## About this task
Your answer should contain every line of the records, transcribed word for word.

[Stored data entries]
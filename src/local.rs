//! In-process multi-rank substrate.
//!
//! [`LocalComm`] implements [`Substrate`] for a set of ranks living in one
//! process, one rank per thread. Point-to-point sends are eager and buffered
//! (a send never blocks), receives block on a per-rank mailbox, and the
//! collective patterns are built from those two primitives. This is the
//! substrate the test suite runs on; a binding to a real
//! message-passing library would implement the same trait.
//!
//! Nonblocking semantics: `isend` delivers eagerly and completes immediately;
//! `irecv` and `ibcast` are posted lazily and complete inside `wait`;
//! `iallreduce` captures the local contribution at issue time and performs the
//! reduction inside `wait`, so `ready` reports it as completable as soon as it
//! is issued.

use std::collections::HashMap;
use std::sync::atomic::{AtomicU64, Ordering};
use std::sync::{Arc, Barrier, Condvar, Mutex, MutexGuard};

use crate::error::{Error, Result};
use crate::status::Status;
use crate::substrate::{Capabilities, CombineFn, RequestId, Substrate, ANY_SOURCE, ANY_TAG};

/// Reserved tag for collective traffic. User receives with a wildcard tag
/// must not be posted concurrently with a collective on the same ranks.
const TAG_COLL: i32 = -32;

struct Envelope {
    source: i32,
    tag: i32,
    data: Vec<f64>,
}

struct Mailbox {
    queue: Mutex<Vec<Envelope>>,
    arrived: Condvar,
}

enum Pending {
    Send,
    Recv {
        source: i32,
        tag: i32,
    },
    Bcast {
        root: i32,
    },
    Allreduce {
        contrib: Vec<f64>,
        op: CombineFn,
        identity: Vec<f64>,
    },
}

struct Shared {
    size: i32,
    mailboxes: Vec<Mailbox>,
    requests: Vec<Mutex<HashMap<u64, Pending>>>,
    barrier: Barrier,
    next_request: AtomicU64,
}

/// One rank's endpoint of an in-process communicator.
///
/// Create all endpoints at once with [`LocalComm::ring`] and hand one to each
/// rank thread. Clones refer to the same rank.
#[derive(Clone)]
pub struct LocalComm {
    rank: i32,
    shared: Arc<Shared>,
}

/// Recover the guard even if another rank thread panicked while holding it.
fn lock<T>(m: &Mutex<T>) -> MutexGuard<'_, T> {
    m.lock().unwrap_or_else(|e| e.into_inner())
}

## Response to this task
filename src/local.rs
//! In-process multi-rank substrate.
//!
//! [`LocalComm`] implements [`Substrate`] for a set of ranks living in one
//! process, one rank per thread. Point-to-point sends are eager and buffered
//! (a send never blocks), receives block on a per-rank mailbox, and the
//! collective patterns are built from those two primitives. This is the
//! substrate the test suite runs on; a binding to a real
//! message-passing library would implement the same trait.
//!
//! Nonblocking semantics: `isend` delivers eagerly and completes immediately;
//! `irecv` and `ibcast` are posted lazily and complete inside `wait`;
//! `iallreduce` captures the local contribution at issue time and performs the
//! reduction inside `wait`, so `ready` reports it as completable as soon as it
//! is issued.

use std::collections::HashMap;
use std::sync::atomic::{AtomicU64, Ordering};
use std::sync::{Arc, Barrier, Condvar, Mutex, MutexGuard};

use crate::error::{Error, Result};
use crate::status::Status;
use crate::substrate::{Capabilities, CombineFn, RequestId, Substrate, ANY_SOURCE, ANY_TAG};

/// Reserved tag for collective traffic. User receives with a wildcard tag
/// must not be posted concurrently with a collective on the same ranks.
const TAG_COLL: i32 = -32;

struct Envelope {
    source: i32,
    tag: i32,
    data: Vec<f64>,
}

struct Mailbox {
    queue: Mutex<Vec<Envelope>>,
    arrived: Condvar,
}

enum Pending {
    Send,
    Recv {
        source: i32,
        tag: i32,
    },
    Bcast {
        root: i32,
    },
    Allreduce {
        contrib: Vec<f64>,
        op: CombineFn,
        identity: Vec<f64>,
    },
}

struct Shared {
    size: i32,
    mailboxes: Vec<Mailbox>,
    requests: Vec<Mutex<HashMap<u64, Pending>>>,
    barrier: Barrier,
    next_request: AtomicU64,
}

/// One rank's endpoint of an in-process communicator.
///
/// Create all endpoints at once with [`LocalComm::ring`] and hand one to each
/// rank thread. Clones refer to the same rank.
#[derive(Clone)]
pub struct LocalComm {
    rank: i32,
    shared: Arc<Shared>,
}

/// Recover the guard even if another rank thread panicked while holding it.
fn lock<T>(m: &Mutex<T>) -> MutexGuard<'_, T> {
    m.lock().unwrap_or_else(|e| e.into_inner())
}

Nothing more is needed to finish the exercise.